Things weren't any better with Shved, who regressed spectacularly last season. They were actually worse. Rubio's offensive efficiency declined by 9.1 points per 100 possessions with him on the floor.
Unlike those two, Williams has a fighting chance of coexisting with Rubio, whether it's as his backcourt running mate in dual-point-guard lineups or as the chief of Minnesota's second unit, which, with young talents like Zach LaVine and Gorgui Dieng, will need a strong veteran presence.
Where Shved and Barea have failed, Williams has a better chance of succeeding.
Preemptively Filling a Hole?
Obvious on-court value aside, there's Love's future to consider.
Or rather, the impact his future will have on other Timberwolves players.
Trade talks have reached an all-time high since late June. Said Timberwolves president and coach Flip Saunders then, per The Associated Press (h/t The Oregonian):
We're fielding stuff every day. When I came down here just now I had three calls about our players. There is not going to be a cooling down period. It's like catfish, when you feed 'em. It becomes a feeding frenzy the closer, when they can see those (food) pellets.
The three-time All-Star appears about as likely to remain with the Timberwolves as Jason Kidd is to leave the Milwaukee Bucks, come out of retirement and play point guard for the Brooklyn Nets. Most signs point to Love's days being numbered.
And when Saunders finally pulls the trigger on a deal, he'll want to make sure Love's next club assumes some of his team's excess baggage in the process, per Wojnarowski:
No, Williams' signing doesn't portend Love's imminent departure or accurately predict his next destination.
But it might mean Barea is as good as gone, as Zach Harper of A Wolf Among Wolves explains:
We’re kind of talking here like Barea is gone, even though he’s very much under contract this season. I think it’s safe to say he is gone though. The Wolves have a very crowded backcourt right now. You have Ricky Rubio and Kevin Martin as the current starters (you know, until Love is traded and then who knows what happens?). Then you have Zach LaVine, Maurice Williams, Alexey Shved, and JJ Barea. It seems likely the Wolves will try to move Martin and Barea in deals. There was talk earlier in the month of Shved trying out more of a lead guard role, but with Williams and LaVine on the roster, this could likely mean he’s on his way out too. It’ll be tougher to deal Martin with three years left on his deal, but Barea and Shved are in the final years of their respective contracts. Should be much easier to deal.
Even without Williams, the Timberwolves' backcourt is incredibly crowded. Yet if the dump Barea and/or Shved—as part of a Love trade or otherwise—what little playmaking depth they have would be decimated.
Love and Barea ranked second and third on the team in assists per game last season. If they're both on their way out, who are the Timberwolves left with besides Rubio? Shved? Nobody?

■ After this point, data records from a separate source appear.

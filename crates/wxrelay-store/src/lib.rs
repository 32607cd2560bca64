//! # wxrelay-store
//!
//! SQLite-backed state for the wxrelay pipeline.
//!
//! A single write-serialised connection in WAL mode holds messages,
//! listeners, platforms, rules, per-user conversations and fixed-listener
//! declarations. Async callers reach it through [`Store::run`], which moves
//! the work onto the blocking thread pool.

mod conversations;
mod db;
mod error;
mod listeners;
mod messages;
mod platforms;
mod retry;

pub use conversations::ConversationMap;
pub use db::Store;
pub use error::{Result, StoreError};
pub use retry::write_with_retry;
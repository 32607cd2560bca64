//! Persisted message records and delivery lifecycle types.

use serde::{Deserialize, Serialize};

/// Raw message type codes the remote daemon uses for system notices.
///
/// Messages carrying these codes (recalls, system banners) are dropped at
/// the ingress boundary and never persisted.
const FILTERED_MTYPES: [&str; 2] = ["10000", "10002"];

/// Delivery lifecycle of a persisted message.
///
/// Transitions are monotonic: `Pending` may move to exactly one of
/// `Delivered`, `Failed` or `Skipped`. A `Failed` message returns to
/// `Pending` only through explicit admin action.
#[derive(Debug, Clone, Copy, PartialEq, Eq, Serialize, Deserialize)]
#[serde(rename_all = "snake_case")]
pub enum DeliveryStatus {
    /// Waiting for a delivery worker.
    Pending,
    /// Reply produced and sent through the originating instance.
    Delivered,
    /// Platform or send failure; kept with the error summary for diagnosis.
    Failed,
    /// Intentionally not delivered (no rule, merged away, platform declined).
    Skipped,
}

impl DeliveryStatus {
    /// Numeric encoding used in the database (`pending=0 … skipped=3`).
    #[must_use]
    pub const fn as_i64(self) -> i64 {
        match self {
            Self::Pending => 0,
            Self::Delivered => 1,
            Self::Failed => 2,
            Self::Skipped => 3,
        }
    }

    /// Decodes the database representation; unknown values read as `Pending`.
    #[must_use]
    pub const fn from_i64(value: i64) -> Self {
        match value {
            1 => Self::Delivered,
            2 => Self::Failed,
            3 => Self::Skipped,
            _ => Self::Pending,
        }
    }
}

/// Why a message ended up `Skipped`.
#[derive(Debug, Clone, Copy, PartialEq, Eq, Serialize, Deserialize)]
#[serde(rename_all = "snake_case")]
pub enum SkipReason {
    /// No enabled rule matched the message.
    NoRule,
    /// The winning rule requires an at-mention the message does not carry.
    NotAt,
    /// Absorbed into an earlier message during the merge window.
    Merged,
    /// The platform answered but asked for no reply to be sent.
    PlatformDeclined,
}

impl SkipReason {
    /// Stable string form stored in the `skip_reason` column.
    #[must_use]
    pub const fn as_str(self) -> &'static str {
        match self {
            Self::NoRule => "no_rule",
            Self::NotAt => "not_at",
            Self::Merged => "merged",
            Self::PlatformDeclined => "platform_declined",
        }
    }

    /// Parses the stored string form.
    #[must_use]
    pub fn parse(value: &str) -> Option<Self> {
        match value {
            "no_rule" => Some(Self::NoRule),
            "not_at" => Some(Self::NotAt),
            "merged" => Some(Self::Merged),
            "platform_declined" => Some(Self::PlatformDeclined),
            _ => None,
        }
    }
}

/// Kind of attachment carried by a message.
#[derive(Debug, Clone, Copy, PartialEq, Eq, Default, Serialize, Deserialize)]
#[serde(rename_all = "lowercase")]
pub enum FileType {
    Image,
    File,
    Voice,
    Video,
    #[default]
    None,
}

impl FileType {
    /// Stable string form stored in the `file_type` column.
    #[must_use]
    pub const fn as_str(self) -> &'static str {
        match self {
            Self::Image => "image",
            Self::File => "file",
            Self::Voice => "voice",
            Self::Video => "video",
            Self::None => "none",
        }
    }

    /// Parses the stored string form; unknown values read as `None`.
    #[must_use]
    pub fn parse(value: &str) -> Self {
        match value {
            "image" => Self::Image,
            "file" => Self::File,
            "voice" => Self::Voice,
            "video" => Self::Video,
            _ => Self::None,
        }
    }
}

/// A normalised inbound message ready for insertion.
///
/// Produced by the ingress boundary from the remote daemon's raw JSON; the
/// rest of the pipeline only ever sees this record or the full [`Message`]
/// row.
#[derive(Debug, Clone, Serialize, Deserialize)]
pub struct NewMessage {
    /// Instance the message was polled from.
    pub instance_id: String,
    /// Remote message id; unique together with `instance_id`.
    pub message_id: String,
    /// Chat (private contact or group) the message arrived in.
    pub chat_name: String,
    /// String tag from the remote: `friend`, `group`, `self`, `time`, ...
    pub message_type: String,
    /// Raw numeric type code from the remote, as a string.
    pub mtype: String,
    /// Message sender.
    pub sender: String,
    /// Sender's remark name, when the account has one configured.
    pub sender_remark: Option<String>,
    /// Text content, or the attachment reference for file-ish messages.
    pub content: String,
    /// Unix timestamp of arrival.
    pub create_time: i64,
    /// Path below the downloads dir where the remote saved the attachment.
    pub local_file_path: Option<String>,
    /// Path of the attachment on the remote host, when reported.
    pub original_file_path: Option<String>,
    /// Attachment kind.
    pub file_type: FileType,
    /// Attachment size in bytes, when reported.
    pub file_size: Option<i64>,
}

impl NewMessage {
    /// Whether this message must never be persisted.
    ///
    /// Self-echoes, time banners and system notices (`mtype` 10000/10002)
    /// are filtered here and by the store's insert guard.
    #[must_use]
    pub fn is_filtered(&self) -> bool {
        let sender = self.sender.to_lowercase();
        let message_type = self.message_type.to_lowercase();
        sender == "self"
            || message_type == "self"
            || message_type == "time"
            || FILTERED_MTYPES.contains(&self.mtype.as_str())
    }
}

/// A full message row as stored.
#[derive(Debug, Clone, Serialize, Deserialize)]
pub struct Message {
    /// Instance the message was polled from.
    pub instance_id: String,
    /// Remote message id; unique together with `instance_id`.
    pub message_id: String,
    /// Chat the message arrived in.
    pub chat_name: String,
    /// String tag from the remote: `friend`, `group`, `self`, `time`, ...
    pub message_type: String,
    /// Raw numeric type code from the remote, as a string.
    pub mtype: String,
    /// Message sender.
    pub sender: String,
    /// Sender's remark name, when present.
    pub sender_remark: Option<String>,
    /// Text content, possibly the concatenation of merged peers.
    pub content: String,
    /// Unix timestamp of arrival.
    pub create_time: i64,
    /// In-flight claim marker; set while a delivery worker owns the row.
    pub processed: bool,
    /// Delivery lifecycle state.
    pub delivery_status: DeliveryStatus,
    /// Unix timestamp of the delivery outcome, when decided.
    pub delivery_time: Option<i64>,
    /// Reason the message was skipped, when `delivery_status` is `Skipped`.
    pub skip_reason: Option<SkipReason>,
    /// Platform the message was routed to.
    pub platform_id: Option<String>,
    /// Reply text produced by the platform, or the error summary on failure.
    pub reply_content: Option<String>,
    /// Raw reply status code kept for the admin surface.
    pub reply_status: i64,
    /// Unix timestamp the reply was sent.
    pub reply_time: Option<i64>,
    /// Whether this row absorbed peers during the merge window.
    pub merged: bool,
    /// Number of messages represented by this row (1 when unmerged).
    pub merged_count: i64,
    /// Message ids absorbed into this row.
    pub merged_ids: Vec<String>,
    /// Path below the downloads dir where the attachment was saved.
    pub local_file_path: Option<String>,
    /// Path of the attachment on the remote host.
    pub original_file_path: Option<String>,
    /// Attachment kind.
    pub file_type: FileType,
    /// Attachment size in bytes.
    pub file_size: Option<i64>,
}

impl Message {
    /// Whether the message came from a group chat rather than a private one.
    ///
    /// Group messages have a sender distinct from the chat name; private
    /// chats repeat the contact name in both fields.
    #[must_use]
    pub fn is_group_message(&self) -> bool {
        !self.sender.is_empty() && self.sender != self.chat_name
    }

    /// The name to address the sender by: remark when present, else sender.
    #[must_use]
    pub fn effective_sender(&self) -> &str {
        match self.sender_remark.as_deref() {
            Some(remark) if !remark.is_empty() => remark,
            _ => &self.sender,
        }
    }

    /// Whether the message carries an attachment the platforms can consume.
    #[must_use]
    pub fn has_attachment(&self) -> bool {
        matches!(self.file_type, FileType::Image | FileType::File) && self.local_file_path.is_some()
    }
}
//! # wxrelay-client
//!
//! HTTP client for remote WeChat automation daemons ("instances").
//!
//! Every instance exposes the same JSON API: an `X-API-Key` header for auth
//! and a `{code, message, data}` envelope on every response. [`WxApiClient`]
//! wraps one instance; [`InstanceRegistry`] owns the set of configured
//! instances and hands out lazily-built clients.
//!
//! Requests to a single instance are serialised so the automation daemon,
//! which drives a real WeChat window, never sees concurrent calls.

use std::sync::Arc;
use std::time::Duration;

use log::{debug, error};
use reqwest::Method;
use reqwest_middleware::ClientWithMiddleware;
use reqwest_retry::{RetryTransientMiddleware, policies::ExponentialBackoff};
use reqwest_retry_after::RetryAfterMiddleware;
use secrecy::{ExposeSecret, SecretString};
use serde::de::DeserializeOwned;
use serde_json::json;

mod error;
mod registry;
mod types;

pub use error::{ClientError, Result};
pub use registry::{InstanceConfig, InstanceRegistry};
pub use types::{
    ApiEnvelope, MessagesPayload, PollFlags, RemoteMessage, ResourceGauge, SystemResources,
    WeChatStatus,
};

/// Default per-request timeout in seconds.
pub const DEFAULT_TIMEOUT_SECS: u64 = 30;

/// How many transient transport failures the middleware retries before the
/// error reaches the caller. Poll-cycle level retry stays the caller's job.
const TRANSPORT_RETRIES: u32 = 2;

/// Longest error-body excerpt carried in a [`ClientError::Http`].
const ERROR_BODY_LIMIT: usize = 200;

/// Client for one remote WeChat automation daemon.
pub struct WxApiClient {
    client: ClientWithMiddleware,
    base_url: String,
    api_key: Arc<SecretString>,
    /// One in-flight request per instance; the remote daemon drives a real
    /// UI and cannot service concurrent calls.
    request_lock: tokio::sync::Mutex<()>,
}

impl std::fmt::Debug for WxApiClient {
    fn fmt(&self, f: &mut std::fmt::Formatter<'_>) -> std::fmt::Result {
        f.debug_struct("WxApiClient")
            .field("base_url", &self.base_url)
            .field("api_key", &"[REDACTED]")
            .finish_non_exhaustive()
    }
}

impl WxApiClient {
    /// Creates a client for `base_url` with the given key and timeout.
    ///
    /// # Errors
    ///
    /// Returns [`ClientError::Configuration`] if the base URL does not parse,
    /// or a network error if the HTTP client cannot be built.
    pub fn new(base_url: &str, api_key: SecretString, timeout_secs: u64) -> Result<Self> {
        let base_url = base_url.trim_end_matches('/').to_string();
        url::Url::parse(&base_url)
            .map_err(|e| ClientError::Configuration(format!("invalid base URL {base_url}: {e}")))?;

        let reqwest_client = reqwest::Client::builder()
            .timeout(Duration::from_secs(timeout_secs))
            .build()?;

        let retry_policy = ExponentialBackoff::builder()
            .retry_bounds(Duration::from_millis(250), Duration::from_secs(2))
            .build_with_max_retries(TRANSPORT_RETRIES);

        // RetryAfterMiddleware goes first so Retry-After headers are honoured
        // before the exponential backoff kicks in.
        let client = reqwest_middleware::ClientBuilder::new(reqwest_client)
            .with(RetryAfterMiddleware::new())
            .with(RetryTransientMiddleware::new_with_policy(retry_policy))
            .build();

        Ok(Self {
            client,
            base_url,
            api_key: Arc::new(api_key),
            request_lock: tokio::sync::Mutex::new(()),
        })
    }

    /// Brings the remote WeChat client up. Required before any other call.
    ///
    /// # Errors
    ///
    /// Returns an error on transport failure or a non-zero envelope code.
    pub async fn initialize(&self) -> Result<bool> {
        self.call::<serde_json::Value>(Method::POST, "/api/wechat/initialize", &[], None)
            .await?;
        Ok(true)
    }

    /// Fetches the remote WeChat client status.
    ///
    /// # Errors
    ///
    /// Returns an error on transport failure or a non-zero envelope code.
    pub async fn status(&self) -> Result<WeChatStatus> {
        self.call(Method::GET, "/api/wechat/status", &[], None).await
    }

    /// Fetches CPU and memory figures from the remote host.
    ///
    /// # Errors
    ///
    /// Returns an error on transport failure or a non-zero envelope code.
    pub async fn system_resources(&self) -> Result<SystemResources> {
        self.call(Method::GET, "/api/system/resources", &[], None)
            .await
    }

    /// Sends a plain text message, optionally at-mentioning `at_list`.
    ///
    /// # Errors
    ///
    /// Returns an error on transport failure or a non-zero envelope code.
    pub async fn send(&self, receiver: &str, message: &str, at_list: &[String]) -> Result<()> {
        let body = json!({
            "receiver": receiver,
            "message": message,
            "at_list": at_list,
        });
        self.call::<serde_json::Value>(Method::POST, "/api/message/send", &[], Some(&body))
            .await?;
        Ok(())
    }

    /// Sends an image by path on the remote host.
    ///
    /// # Errors
    ///
    /// Returns an error on transport failure or a non-zero envelope code.
    pub async fn send_image(&self, receiver: &str, image_path: &str) -> Result<()> {
        let body = json!({"receiver": receiver, "image_path": image_path});
        self.call::<serde_json::Value>(Method::POST, "/api/message/send-image", &[], Some(&body))
            .await?;
        Ok(())
    }

    /// Sends a file by path on the remote host.
    ///
    /// # Errors
    ///
    /// Returns an error on transport failure or a non-zero envelope code.
    pub async fn send_file(&self, receiver: &str, file_path: &str) -> Result<()> {
        let body = json!({"receiver": receiver, "file_path": file_path});
        self.call::<serde_json::Value>(Method::POST, "/api/message/send-file", &[], Some(&body))
            .await?;
        Ok(())
    }

    /// Sends a message through the remote's character-paced typing endpoint.
    ///
    /// The pacing contract of the endpoint is daemon-specific, so chunking is
    /// passed through from configuration instead of being hard-coded here.
    ///
    /// # Errors
    ///
    /// Returns an error on transport failure or a non-zero envelope code.
    pub async fn send_typing(
        &self,
        receiver: &str,
        message: &str,
        chunk_size: u32,
        chunk_delay_ms: u64,
    ) -> Result<()> {
        let body = json!({
            "receiver": receiver,
            "message": message,
            "chunk_size": chunk_size,
            "chunk_delay_ms": chunk_delay_ms,
        });
        self.call::<serde_json::Value>(Method::POST, "/api/message/send-typing", &[], Some(&body))
            .await?;
        Ok(())
    }

    /// One-shot poll of the main window for unread messages.
    ///
    /// The daemon groups messages by chat; the returned list is flattened
    /// with `chat_name` filled in on every message.
    ///
    /// # Errors
    ///
    /// Returns an error on transport failure or a non-zero envelope code.
    pub async fn get_unread(&self, flags: PollFlags) -> Result<Vec<RemoteMessage>> {
        let query = flags.as_query();
        let payload: MessagesPayload = self
            .call(Method::GET, "/api/message/get-next-new", &query, None)
            .await?;

        let mut messages = Vec::new();
        for (chat_name, chat_messages) in payload.messages {
            for mut message in chat_messages {
                message.chat_name.get_or_insert_with(|| chat_name.clone());
                messages.push(message);
            }
        }
        Ok(messages)
    }

    /// Subscribes the remote daemon to a chat.
    ///
    /// # Errors
    ///
    /// Returns an error on transport failure or a non-zero envelope code.
    pub async fn add_listener(&self, who: &str, flags: PollFlags) -> Result<()> {
        let body = json!({
            "who": who,
            "savePic": flags.save_pic,
            "saveVideo": flags.save_video,
            "saveFile": flags.save_file,
            "saveVoice": flags.save_voice,
            "parseUrl": flags.parse_url,
        });
        self.call::<serde_json::Value>(Method::POST, "/api/message/listen/add", &[], Some(&body))
            .await?;
        Ok(())
    }

    /// Removes the remote subscription for a chat.
    ///
    /// # Errors
    ///
    /// Returns an error on transport failure or a non-zero envelope code.
    pub async fn remove_listener(&self, who: &str) -> Result<()> {
        let body = json!({"who": who});
        self.call::<serde_json::Value>(Method::POST, "/api/message/listen/remove", &[], Some(&body))
            .await?;
        Ok(())
    }

    /// Fetches new messages for one subscribed chat.
    ///
    /// # Errors
    ///
    /// Returns an error on transport failure or a non-zero envelope code.
    /// A 404 means the remote lost the subscription; callers check with
    /// [`ClientError::is_listener_missing`] and re-arm.
    pub async fn get_listener_messages(&self, who: &str) -> Result<Vec<RemoteMessage>> {
        let query = [("who", who)];
        let payload: MessagesPayload = self
            .call(Method::GET, "/api/message/listen/get", &query, None)
            .await?;

        let mut messages = payload.messages.into_values().flatten().collect::<Vec<_>>();
        for message in &mut messages {
            message.chat_name.get_or_insert_with(|| who.to_string());
        }
        Ok(messages)
    }

    /// Issues one request and unwraps the response envelope.
    ///
    /// Missing `data` on a zero-code response decodes as `T::default()`,
    /// which covers the ack-only endpoints.
    async fn call<T: DeserializeOwned + Default>(
        &self,
        method: Method,
        path: &str,
        query: &[(&str, &str)],
        body: Option<&serde_json::Value>,
    ) -> Result<T> {
        let _guard = self.request_lock.lock().await;

        let url = format!("{}{path}", self.base_url);
        let mut request = self
            .client
            .request(method, &url)
            .header("X-API-Key", self.api_key.expose_secret());
        if !query.is_empty() {
            request = request.query(query);
        }
        if let Some(body) = body {
            request = request.json(body);
        }

        let response = request.send().await?;
        let status = response.status();
        if !status.is_success() {
            let body = response.text().await.unwrap_or_default();
            let body: String = body.chars().take(ERROR_BODY_LIMIT).collect();
            error!("{url} failed with HTTP {status}: {body}");
            return Err(ClientError::Http {
                status: status.as_u16(),
                body,
            });
        }

        let envelope: ApiEnvelope<T> = response.json().await.map_err(ClientError::Network)?;
        if envelope.code != 0 {
            debug!("{url} returned business code {}", envelope.code);
            return Err(ClientError::Api {
                code: envelope.code,
                message: envelope.message,
            });
        }
        Ok(envelope.data.unwrap_or_default())
    }
}

#[cfg(test)]
mod tests {
    #![allow(clippy::unwrap_used)]

    use super::*;
    use wiremock::matchers::{header, method, path, query_param};
    use wiremock::{Mock, MockServer, ResponseTemplate};

    fn client_for(server: &MockServer) -> WxApiClient {
        WxApiClient::new(&server.uri(), SecretString::from("test-key"), 5).unwrap()
    }

    #[tokio::test]
    async fn status_carries_api_key_header() {
        let server = MockServer::start().await;
        Mock::given(method("GET"))
            .and(path("/api/wechat/status"))
            .and(header("X-API-Key", "test-key"))
            .respond_with(ResponseTemplate::new(200).set_body_json(serde_json::json!({
                "code": 0, "message": "ok", "data": {"online": true, "uptime": 3.0}
            })))
            .expect(1)
            .mount(&server)
            .await;

        let status = client_for(&server).status().await.unwrap();
        assert!(status.online);
    }

    #[tokio::test]
    async fn non_zero_code_is_an_api_error() {
        let server = MockServer::start().await;
        Mock::given(method("POST"))
            .and(path("/api/wechat/initialize"))
            .respond_with(ResponseTemplate::new(200).set_body_json(serde_json::json!({
                "code": 1, "message": "wechat not running"
            })))
            .mount(&server)
            .await;

        let err = client_for(&server).initialize().await.unwrap_err();
        assert!(matches!(err, ClientError::Api { code: 1, .. }));
    }

    #[tokio::test]
    async fn http_error_carries_status() {
        let server = MockServer::start().await;
        Mock::given(method("GET"))
            .and(path("/api/message/listen/get"))
            .respond_with(ResponseTemplate::new(404).set_body_string("listener not found"))
            .mount(&server)
            .await;

        let err = client_for(&server)
            .get_listener_messages("alice")
            .await
            .unwrap_err();
        assert!(err.is_listener_missing());
    }

    #[tokio::test]
    async fn unread_poll_flattens_chats_and_sends_flags() {
        let server = MockServer::start().await;
        Mock::given(method("GET"))
            .and(path("/api/message/get-next-new"))
            .and(query_param("savePic", "true"))
            .and(query_param("saveVoice", "false"))
            .respond_with(ResponseTemplate::new(200).set_body_json(serde_json::json!({
                "code": 0,
                "data": {"messages": {
                    "alice": [{"id": "m1", "content": "hi", "sender": "alice"}],
                    "dev group": [{"id": "m2", "content": "yo", "sender": "bob"}]
                }}
            })))
            .mount(&server)
            .await;

        let mut messages = client_for(&server)
            .get_unread(PollFlags::default())
            .await
            .unwrap();
        messages.sort_by(|a, b| a.id.cmp(&b.id));
        assert_eq!(messages.len(), 2);
        assert_eq!(messages[0].chat_name.as_deref(), Some("alice"));
        assert_eq!(messages[1].chat_name.as_deref(), Some("dev group"));
    }

    #[tokio::test]
    async fn send_posts_receiver_and_at_list() {
        let server = MockServer::start().await;
        Mock::given(method("POST"))
            .and(path("/api/message/send"))
            .respond_with(ResponseTemplate::new(200).set_body_json(serde_json::json!({"code": 0})))
            .expect(1)
            .mount(&server)
            .await;

        client_for(&server)
            .send("dev group", "@bob done", &["bob".to_string()])
            .await
            .unwrap();
    }

    #[test]
    fn rejects_invalid_base_url() {
        let err = WxApiClient::new("not a url", SecretString::from("k"), 5).unwrap_err();
        assert!(matches!(err, ClientError::Configuration(_)));
    }
}
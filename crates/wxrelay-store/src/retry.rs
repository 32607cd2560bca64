//! Bounded retry for store writes.

use std::future::Future;
use std::time::Duration;

use log::warn;

use crate::error::Result;

/// Backoff schedule for transient write failures.
const BACKOFF: [Duration; 3] = [
    Duration::from_millis(250),
    Duration::from_millis(500),
    Duration::from_millis(1000),
];

/// Runs a store write, retrying transient failures up to three times with
/// 250/500/1000 ms backoff.
///
/// Uniqueness violations and missing rows are returned immediately; they are
/// semantic outcomes, not transients.
///
/// # Errors
///
/// Returns the final error once the schedule is exhausted.
pub async fn write_with_retry<T, F, Fut>(what: &str, op: F) -> Result<T>
where
    F: Fn() -> Fut,
    Fut: Future<Output = Result<T>>,
{
    for (attempt, delay) in BACKOFF.iter().enumerate() {
        match op().await {
            Ok(value) => return Ok(value),
            Err(e) if e.is_retryable_write() => {
                warn!("{what} failed (attempt {}): {e}", attempt + 1);
                tokio::time::sleep(*delay).await;
            }
            Err(e) => return Err(e),
        }
    }
    match op().await {
        Ok(value) => Ok(value),
        Err(e) => {
            warn!("{what} failed after retries: {e}");
            Err(e)
        }
    }
}

#[cfg(test)]
mod tests {
    #![allow(clippy::unwrap_used)]

    use super::*;
    use crate::error::StoreError;
    use std::sync::atomic::{AtomicU32, Ordering};

    #[tokio::test(start_paused = true)]
    async fn succeeds_without_retry() {
        let calls = AtomicU32::new(0);
        let result = write_with_retry("op", || {
            calls.fetch_add(1, Ordering::SeqCst);
            async { Ok(42) }
        })
        .await
        .unwrap();
        assert_eq!(result, 42);
        assert_eq!(calls.load(Ordering::SeqCst), 1);
    }

    #[tokio::test(start_paused = true)]
    async fn retries_transient_failures() {
        let calls = AtomicU32::new(0);
        let result = write_with_retry("op", || {
            let n = calls.fetch_add(1, Ordering::SeqCst);
            async move {
                if n < 2 {
                    Err(StoreError::Fatal("disk hiccup".to_string()))
                } else {
                    Ok("done")
                }
            }
        })
        .await
        .unwrap();
        assert_eq!(result, "done");
        assert_eq!(calls.load(Ordering::SeqCst), 3);
    }

    #[tokio::test(start_paused = true)]
    async fn gives_up_after_schedule() {
        let calls = AtomicU32::new(0);
        let result: Result<()> = write_with_retry("op", || {
            calls.fetch_add(1, Ordering::SeqCst);
            async { Err(StoreError::Fatal("disk gone".to_string())) }
        })
        .await;
        assert!(result.is_err());
        // Three scheduled retries plus the final attempt.
        assert_eq!(calls.load(Ordering::SeqCst), 4);
    }

    #[tokio::test(start_paused = true)]
    async fn non_retryable_errors_surface_immediately() {
        let calls = AtomicU32::new(0);
        let result: Result<()> = write_with_retry("op", || {
            calls.fetch_add(1, Ordering::SeqCst);
            async { Err(StoreError::NotFound("row".to_string())) }
        })
        .await;
        assert!(matches!(result, Err(StoreError::NotFound(_))));
        assert_eq!(calls.load(Ordering::SeqCst), 1);
    }
}
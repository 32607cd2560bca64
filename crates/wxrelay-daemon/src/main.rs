//! wxrelay daemon entry point.
//!
//! Loads the configuration, brings the supervisor up and runs until a
//! termination signal arrives.

use std::path::PathBuf;

use futures::stream::StreamExt;
use signal_hook::consts::{SIGINT, SIGTERM};
use signal_hook_tokio::Signals;
use tracing::{error, info};

use wxrelay_daemon::{DaemonConfig, Result, Supervisor};

#[tokio::main]
async fn main() -> Result<()> {
    tracing_subscriber::fmt()
        .with_env_filter(
            tracing_subscriber::EnvFilter::try_from_default_env()
                .unwrap_or_else(|_| tracing_subscriber::EnvFilter::new("info")),
        )
        .init();

    info!("starting wxrelay daemon");

    // Optional config path as the first argument; the data-dir default
    // otherwise.
    let config = match std::env::args().nth(1).map(PathBuf::from) {
        Some(path) => DaemonConfig::load_from(&path),
        None => DaemonConfig::load(),
    };
    let config = match config {
        Ok(config) => config,
        Err(e) => {
            error!("failed to load configuration: {e}");
            error!("expected config at {:?}", DaemonConfig::default_path());
            return Err(e);
        }
    };

    info!(
        instances = config.instances.len(),
        fixed_listeners = config.fixed_listeners.len(),
        "configuration loaded"
    );

    let supervisor = Supervisor::new(config)?;
    supervisor.start().await?;
    info!("daemon ready");

    let mut signals = Signals::new([SIGINT, SIGTERM])?;
    let handle = signals.handle();
    let fatal = std::sync::Arc::clone(supervisor.fatal());
    let outcome = tokio::select! {
        signal = signals.next() => {
            if let Some(signal) = signal {
                info!(signal, "termination signal received");
            }
            Ok(())
        }
        message = fatal.wait() => {
            error!("fatal store failure: {message}");
            Err(wxrelay_daemon::DaemonError::Other(message))
        }
    };
    handle.close();

    supervisor.stop().await;
    outcome
}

Now they're left with Williams, who fills a void the Timberwolves already had while safeguarding them against the bigger one they could soon create.
Just Plain Smart
Never mind the potential ulterior motives: Signing Williams is a smart business decision.
The Timberwolves are a better and deeper basketball team with him. It's that simple.
If for some reason the Timberwolves elect to roll the dice, keep Love for a while longer and try to compete next season, Williams gives them a better chance at remaining relevant.
At the very least, he's an offensive boon for a team that ranked in the top 10 of offensive efficiency last year. And he fills a need. And he's on a cap-friendly one-year deal.
And he makes sense.
There are plenty of risks the Timberwolves must take in the coming months, chief among them offering a definitive conclusion to the Love saga.
Signing Williams isn't one. It is exactly what it's supposed to be: just plain smart.
*Stats via Basketball-Reference.com unless otherwise cited.